What was at stake for these early ‘Eastern Europeans’ in this process? Of major political importance in the region at that time were two peoples: the Bulgars, i.e. the early Bulgarians (actually of non-Slav origin) and the Moravians (that is to say, the ancestors of the Czechs and the Slovaks), and both sought to manoeuvre between the two superpowers of the day, the Byzantine Empire and the Franks. Contrary to what geographical position might suggest, the Bulgars first sought Christian missionaries from the Franks, and the Moravians from Byzantium. The Bulgars’ approach to the Franks was not well received by the Byzantines and Constantinople reacted militarily. The final solution to what was, at first examination, a religious issue was reached at the ecumenical council in Constantinople where a majority of Eastern bishops decided that Bulgarians should fall under the religious rule of Constantinople rather than Rome. This left a profound mark on Bulgaria for the rest of its history: it acquired the Greek-influenced Cyrillic script and it remained in the realm of what later came to be known as Orthodox Christianity. The move also facilitated the Christianisation of Russians – the so-called Kiev Russians, i.e. the early ancestors of modern Russians and Ukrainians, who accepted Christianity in 987 AD. This lies at the roots of the preposterous Russian claims over Ukraine, which try to justify the recent aggression.
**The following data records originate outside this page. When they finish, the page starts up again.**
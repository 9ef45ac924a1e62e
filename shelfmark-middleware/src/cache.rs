//! Time-bounded result cache with an LRU capacity bound.

use std::num::NonZeroUsize;
use std::sync::{Mutex, PoisonError};
use std::time::Duration;

use lru::LruCache;
use tokio::time::Instant;

/// Build a cache key: `"<source name>:<identifier>"`.
#[must_use]
pub fn generate_key(source_name: &str, identifier: &str) -> String {
    format!("{source_name}:{identifier}")
}

// Expiry used when `now + ttl` does not fit in an `Instant`.
const FAR_FUTURE: Duration = Duration::from_secs(100 * 365 * 24 * 3600);

struct Entry<V> {
    value: V,
    expires_at: Instant,
}

/// Key-value store where every entry expires a fixed time after insertion.
///
/// Expiry is lazy: an expired entry is dropped on the next `get` for its key. When more than
/// `capacity` live keys are stored the least recently used one is evicted.
pub struct ResultCache<V> {
    inner: Mutex<LruCache<String, Entry<V>>>,
    default_ttl: Duration,
}

impl<V: Clone> ResultCache<V> {
    /// Create a cache. A capacity of zero is treated as one.
    #[must_use]
    pub fn new(capacity: usize, default_ttl: Duration) -> Self {
        let cap = NonZeroUsize::new(capacity).unwrap_or(NonZeroUsize::MIN);
        Self {
            inner: Mutex::new(LruCache::new(cap)),
            default_ttl,
        }
    }

    /// Lifetime applied when `set` is called without one.
    #[must_use]
    pub const fn default_ttl(&self) -> Duration {
        self.default_ttl
    }

    /// The stored value, if present and unexpired.
    pub fn get(&self, key: &str) -> Option<V> {
        let mut guard = self.inner.lock().unwrap_or_else(PoisonError::into_inner);
        if let Some(entry) = guard.get(key)
            && Instant::now() < entry.expires_at
        {
            return Some(entry.value.clone());
        }
        guard.pop(key);
        None
    }

    /// Store `value` under `key`, replacing any previous entry.
    ///
    /// A lifetime too long to represent is capped at roughly a century.
    pub fn set(&self, key: impl Into<String>, value: V, ttl: Option<Duration>) {
        let now = Instant::now();
        let ttl = ttl.unwrap_or(self.default_ttl);
        let expires_at = now
            .checked_add(ttl)
            .unwrap_or_else(|| now + FAR_FUTURE);
        let mut guard = self.inner.lock().unwrap_or_else(PoisonError::into_inner);
        guard.put(key.into(), Entry { value, expires_at });
    }

    /// Drop the entry for `key`. Returns true if one was stored.
    pub fn remove(&self, key: &str) -> bool {
        let mut guard = self.inner.lock().unwrap_or_else(PoisonError::into_inner);
        guard.pop(key).is_some()
    }

    /// Drop every entry.
    pub fn clear(&self) {
        self.inner
            .lock()
            .unwrap_or_else(PoisonError::into_inner)
            .clear();
    }

    /// Number of stored entries, including expired ones not yet collected.
    #[must_use]
    pub fn len(&self) -> usize {
        self.inner.lock().unwrap_or_else(PoisonError::into_inner).len()
    }

    /// True when nothing is stored.
    #[must_use]
    pub fn is_empty(&self) -> bool {
        self.len() == 0
    }
}

impl<V> std::fmt::Debug for ResultCache<V> {
    fn fmt(&self, f: &mut std::fmt::Formatter<'_>) -> std::fmt::Result {
        f.debug_struct("ResultCache")
            .field("default_ttl", &self.default_ttl)
            .finish_non_exhaustive()
    }
}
In the now already infamous essay by Putin, On the Historical Unity of Russians and Ukrainians in July of 2021, seven months before the invasion, Putin claimed that Russians, Ukrainians and Belarus were one single people and that ‘true sovereignty of Ukraine is possible only in partnership with Russia’.7

In Moravia, the arrival of two Greek preachers, Cyril (also known as Constantine) and Methodius, challenged the plans of Frankish missionaries and politicians. Under some pressure, the disciples of these two brothers were expelled and Moravia, together with Carantania to the south (a principality of early Slovenians that covered roughly the same territory as the Austrian province of Carinthia today), came under Bavarian political influence. The Bavarians themselves had already been subdued by the Franks, converted about the same time as Slovenians. Christianisation was interrupted for a while by the arrival of the Avars (one of the ancestors of the Magyars) but Frankish help to the Slavs as they defended themselves against the new arrivals tightened the Bavarian/Frankish grip. After a brief but very important Irish mission (St Ferghal was bishop of Salzburg and he is still regarded as the Apostle of the Carantanians, i.e. the early Slovenians), Carantanians as well as other Slavs in Central Europe came under Germanic ecclesiastical control.
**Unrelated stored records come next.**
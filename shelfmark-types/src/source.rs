//! The closed set of external metadata sources.

use std::fmt;

use serde::{Deserialize, Serialize};

use crate::ids::IdKind;

/// An external bibliographic metadata source.
///
/// Every source is a variant here; resolvers are driven generically over
/// [`ProviderClient`](../shelfmark_core/connector/trait.ProviderClient.html) implementations
/// tagged with one of these values.
#[derive(Debug, Clone, Copy, PartialEq, Eq, Hash, PartialOrd, Ord, Serialize, Deserialize)]
pub enum Source {
    /// Google Books volumes API.
    GoogleBooks,
    /// Open Library search and books APIs.
    OpenLibrary,
}

impl Source {
    /// All known sources in declaration order.
    pub const ALL: [Self; 2] = [Self::GoogleBooks, Self::OpenLibrary];

    /// Human-readable name; also the cache-key prefix for results from this source.
    #[must_use]
    pub const fn name(self) -> &'static str {
        match self {
            Self::GoogleBooks => "Google Books",
            Self::OpenLibrary => "Open Library",
        }
    }

    /// The identifier kind that addresses a record natively on this source.
    #[must_use]
    pub const fn native_id(self) -> IdKind {
        match self {
            Self::GoogleBooks => IdKind::GoogleBooks,
            Self::OpenLibrary => IdKind::OpenLibrary,
        }
    }

    /// Outbound lookups per rolling minute when no limit is configured.
    #[must_use]
    pub const fn default_rate_limit(self) -> u32 {
        match self {
            Self::GoogleBooks => 10,
            Self::OpenLibrary => 100,
        }
    }

    /// Priority used when none is configured (lower runs first).
    #[must_use]
    pub const fn default_priority(self) -> u8 {
        match self {
            Self::GoogleBooks => 1,
            Self::OpenLibrary => 2,
        }
    }
}

impl fmt::Display for Source {
    fn fmt(&self, f: &mut fmt::Formatter<'_>) -> fmt::Result {
        f.write_str(self.name())
    }
}
//! shelfmark-middleware
//!
//! Shared state sitting between resolvers and their providers: per-source sliding-window
//! rate limiting and a TTL result cache.
//!
//! Both types use `tokio::time::Instant`, so tests can drive them with a paused clock.
#![warn(missing_docs)]

pub mod cache;
pub mod rate_gate;

pub use crate::cache::{ResultCache, generate_key};
pub use crate::rate_gate::{RateGate, SlidingWindow, WINDOW};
Further to the north, the early Bohemian rulers were looking westward too. Magdeburg became the centre for the Christianisation of western Slavs. In 964, Poles acquired Christianity from Bohemians through royal marriage. Later on, Poles and Czechs would be among the few Slavic nations able to establish their own church provinces directly reporting to Rome, which would enable them to maintain, at least for some time, a fair degree of political independence.
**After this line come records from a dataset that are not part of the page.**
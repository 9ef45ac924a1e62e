//! shelfmark-core
//!
//! Matching primitives and the provider contract shared across the shelfmark workspace.
//!
//! - `isbn`: ISBN-10/13 normalization, validation, extraction and conversion.
//! - `similarity`: token-set text similarity and the weighted composite match score.
//! - `connector`: the `ProviderClient` trait every metadata source implements.
//! - `mapping`: conversion of raw provider payloads into candidates and book records.
//!
//! The data model, payload types, errors and configuration live in `shelfmark-types` and are
//! re-exported here.
#![warn(missing_docs)]

/// The `ProviderClient` capability trait.
pub mod connector;
pub mod isbn;
pub mod mapping;
pub mod similarity;

pub use connector::ProviderClient;
pub use isbn::{
    Isbn, convert_isbn10_to_13, extract_from_text, normalize as normalize_isbn, validate_isbn10,
    validate_isbn13,
};
pub use mapping::{candidates_from, parse_publication_date, record_from};
pub use shelfmark_types::*;
pub use similarity::{Weights, composite_score, text_similarity};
The Hungarians, one of the non-Slavic nations of Eastern Europe, initially came under Greek influence but German clergy prevailed after AD 980. Christianity was thus firmly established in the whole of Eastern Europe by the early years of the eleventh century. The exception was Lithuania, which only ceased to be formally pagan in 1385 when, again through marriage, its rulers accepted the Roman Catholic faith from Poles.